Sulem Patrick, Gudbjartsson Daniel F, Stacey Simon N, Helgason Agnar, Rafnar Thorunn, Jakobsdottir Margret, Steinberg Stacy, Gudjonsson Sigurjon A, Palsson Arnar, Thorleifsson Gudmar, Pálsson Snaebjörn, Sigurgeirsson Bardur, Thorisdottir Kristin, Ragnarsson Rafn, Benediktsdottir Kristrun R, Aben Katja K, Vermeulen Sita H, Goldstein Alisa M, Tucker Margaret A, Kiemeney Lambertus A, Olafsson Jon H, Gulcher Jeffrey, Kong Augustine, Thorsteinsdottir Unnur, Stefansson Kari
deCODE genetics, Sturlugata 8, 101 Reykjavik, Iceland.

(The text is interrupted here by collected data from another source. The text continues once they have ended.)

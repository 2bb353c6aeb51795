use super::Session;
use crate::store::{game_key, read_json, write_json};
use crate::*;
use chrono::Utc;
use log::{info, warn};
use serde::{Deserialize, Serialize};
use std::collections::BTreeSet;

const PIN_RANGE: (usize, usize) = (1000, 9999);

/// Shared game snapshot stored under `game-<pin>`.
#[derive(Debug, Clone, Serialize, Deserialize)]
#[serde(rename_all = "camelCase")]
pub struct GameBlob {
    pub game_id: String,
    pub host: String,
    pub players: Vec<Player>,
    pub settings: SessionSettings,
    #[serde(default)]
    pub used_card_ids: BTreeSet<String>,
    #[serde(default)]
    pub skipped_card_ids: BTreeSet<String>,
    #[serde(default)]
    pub current_round_number: u32,
    #[serde(default)]
    pub current_screen: Option<Screen>,
    #[serde(default)]
    pub current_candidate_cards: Vec<Card>,
    #[serde(default)]
    pub current_selected_card: Option<Card>,
    pub last_updated: i64,
}

impl Session {
    pub fn game_info(&self) -> &GameInfo {
        &self.game
    }

    /// Hosts a new game with `host_name` as the only player and returns its pin.
    pub fn create_game(&mut self, host_name: &str) -> String {
        let host_name = host_name.trim().to_string();
        let pin = self
            .rng
            .range_inclusive(PIN_RANGE.0, PIN_RANGE.1)
            .to_string();
        let game_id = format!(
            "game-{}-{}",
            Utc::now().timestamp_millis(),
            self.rng.base36(9)
        );
        self.state.players = vec![Player::new(&host_name)];
        self.game = GameInfo {
            game_pin: Some(pin.clone()),
            is_host: true,
            player_name: Some(host_name),
            game_id: Some(game_id),
        };
        self.publish_game();
        info!("hosting game {pin}");
        self.set_screen(Screen::WaitingRoom);
        pin
    }

    /// Joins the game stored under `pin`. Fails when there is no readable blob.
    pub fn join_game(&mut self, pin: &str, name: &str) -> bool {
        let pin = pin.trim();
        let name = name.trim();
        if name.is_empty() {
            return false;
        }
        let key = game_key(pin);
        let Some(mut blob) = read_json::<GameBlob>(self.store.as_ref(), &key) else {
            info!("no game found for pin {pin}");
            return false;
        };
        blob.players.push(Player::new(name));
        blob.last_updated = Utc::now().timestamp_millis();
        if let Err(err) = write_json(self.store.as_ref(), &key, &blob) {
            warn!("failed to publish join for game {pin}: {err}");
        }
        self.game = GameInfo {
            game_pin: Some(pin.to_string()),
            is_host: false,
            player_name: Some(name.to_string()),
            game_id: Some(blob.game_id.clone()),
        };
        let screen = blob.current_screen.unwrap_or(Screen::WaitingRoom);
        self.adopt_blob(blob);
        self.set_screen(screen);
        true
    }

    /// Host folds in newly joined players and publishes its state; guests
    /// adopt whatever the host last wrote.
    pub fn sync_game_state(&mut self) {
        let Some(pin) = self.game.game_pin.clone() else {
            return;
        };
        if self.game.is_host {
            self.merge_joined_players(&pin);
            self.publish_game();
            return;
        }
        let Some(blob) = read_json::<GameBlob>(self.store.as_ref(), &game_key(&pin)) else {
            return;
        };
        let screen = blob.current_screen.unwrap_or(self.state.current_screen);
        self.adopt_blob(blob);
        if screen != self.state.current_screen {
            self.set_screen(screen);
        }
    }

    fn merge_joined_players(&mut self, pin: &str) {
        let Some(blob) = read_json::<GameBlob>(self.store.as_ref(), &game_key(pin)) else {
            return;
        };
        for player in blob.players {
            if !self.state.players.iter().any(|known| known.id == player.id) {
                info!("{} joined game {pin}", player.name);
                self.state.players.push(player);
            }
        }
    }

    pub(super) fn publish_game(&self) {
        let Some(pin) = self.game.game_pin.as_deref() else {
            return;
        };
        let blob = GameBlob {
            game_id: self.game.game_id.clone().unwrap_or_default(),
            host: self.game.player_name.clone().unwrap_or_default(),
            players: self.state.players.clone(),
            settings: self.state.settings.clone(),
            used_card_ids: self.state.used_card_ids.clone(),
            skipped_card_ids: self.state.skipped_card_ids.clone(),
            current_round_number: self.state.current_round_number,
            current_screen: Some(self.state.current_screen),
            current_candidate_cards: self.state.current_candidate_cards.clone(),
            current_selected_card: self.state.current_selected_card.clone(),
            last_updated: Utc::now().timestamp_millis(),
        };
        if let Err(err) = write_json(self.store.as_ref(), &game_key(pin), &blob) {
            warn!("failed to publish game {pin}: {err}");
        }
    }

    fn adopt_blob(&mut self, blob: GameBlob) {
        self.state.players = blob.players;
        self.state.settings = blob.settings;
        self.state.used_card_ids = blob.used_card_ids;
        self.state.skipped_card_ids = blob.skipped_card_ids;
        self.state.current_round_number = blob.current_round_number;
        self.state.current_candidate_cards = blob.current_candidate_cards;
        self.state.current_selected_card = blob.current_selected_card;
    }
}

Nat Genet. 2008 Jul;40(7):835-7. doi: 10.1038/ng.160. Epub 2008 May 18.
We present results from a genome-wide association study for variants associated with human pigmentation characteristics among 5,130 Icelanders, with follow-up analyses in 2,116 Icelanders and 1,214 Dutch individuals. Two coding variants in TPCN2 are associated with hair color, and a variant at the ASIP locus shows strong association with skin sensitivity to sun, freckling and red hair, phenotypic characteristics similar to those affected by well-known mutations in MC1R.
我们展示了一项全基因组关联研究的结果,该研究针对5130名冰岛人身上与人类色素沉着特征相关的变异,并在2116名冰岛人和1214名荷兰人身上进行了后续分析。TPCN2基因中的两个编码变异与头发颜色相关,而ASIP基因座上的一个变异与皮肤对阳光的敏感性、雀斑和红发表现出强烈关联,这些表型特征与受MC1R中知名突变影响的特征相似。